Guiado por uma estrela
Pedro J.
Bondaczuk
A casa era das mais pobres do
bairro. Seguramente, era, pelo menos, a mais judiada da rua. As paredes
externas tinham a pintura descascada em vários pontos, refletindo falta de
manutenção. Parte do muro lateral havia desabado, mostrando um quintal surpreendentemente
bem-cuidado e limpo, com um pequeno canteiro de flores num lado, uma horta de
proporções médias no outro e um mastro, com as figuras dos santos cultuados em
junho – Santo Antônio, São João e São Pedro – feitas de tecido, já desbotado em
conseqüência da chuva e do sol, ao centro. O portãozinho da frente, de madeira,
estava desconjuntado, apodrecido por falta de pintura e ameaçava se decompor
nas mãos de quem o tentasse abrir.
Fui recebido na entrada da tosca
residência por toda a família em comitiva, vestida de forma simples, porém
asseada, com trajes domingueiros, como se eu fosse a pessoa mais importante do
mundo. Fui recepcionado pelo chefe da casa, um senhor precocemente envelhecido
pelo trabalho e por privações de toda a sorte – era caminhoneiro e passava a
maior parte do ano nas estradas, por este imenso Brasil afora –; por sua
esposa, que aparentava uns 70 anos (depois soube que tinha apenas 55) e por
suas três filhas.
Os filhos, casados, igualmente
caminhoneiros, não puderam vir. Estavam trabalhando. Um, levava uma carga de
eletrodomésticos para Brasília. O outro, fora buscar uma partida de arroz no
Maranhão. As respectivas esposas foram para as casas dos seus pais.

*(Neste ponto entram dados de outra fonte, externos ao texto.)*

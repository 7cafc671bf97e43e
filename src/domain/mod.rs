//! Domain layer: the battery tracking core.
//!
//! - [`registry`] - peripherals exposing the Battery service
//! - [`selection`] - selected service / subscribed characteristic state machine
//! - [`tracker`] - reconciliation of transport events and completions
//! - [`commands`] - transport requests and their completions
//! - [`battery`] - Battery Level decoding and tiers
//! - [`settings`] - persisted configuration

pub mod battery;
pub mod commands;
pub mod models;
pub mod registry;
pub mod selection;
pub mod settings;
pub mod tracker;
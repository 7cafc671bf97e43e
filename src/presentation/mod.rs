//! Presentation layer: renders tracker snapshots for the terminal.

pub mod console;

pub use console::ConsoleView;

As filhas formavam uma escadinha.
A mais velha, beirava os 25 anos. Tinha problemas mentais e pouco, ou nada,
ajudava na casa. A do meio, havia completado 18 anos recentemente, mas não
estava namorando. Trabalhava como diarista, mas o que ganhava mal dava para a
feira da semana. A caçula faria 13 anos em janeiro e havia arranjado colocação
de doméstica numa mansão do bairro, praticamente em troca, apenas, de casa e
comida.
Como se vê, era uma família
pobre, muito pobre, paupérrima. Seu único patrimônio era o caminhão, cuja
manutenção custava caro, os “olhos da cara”. Havia meses que o dono da casa mal
conseguia cobrir as despesas do veículo. Por isso, a renda familiar era escassa
e nem sempre dava, sequer, para as necessidades mínimas. Soube que estavam com
três meses de aluguel atrasados e que o proprietário já ameaçava entrar com
ação de despejo.
Apesar da pobreza, todavia,
raramente tive a oportunidade de conhecer uma pessoa tão alegre, tão
comunicativa e, sobretudo, tão otimista como aquele humilde caminhoneiro.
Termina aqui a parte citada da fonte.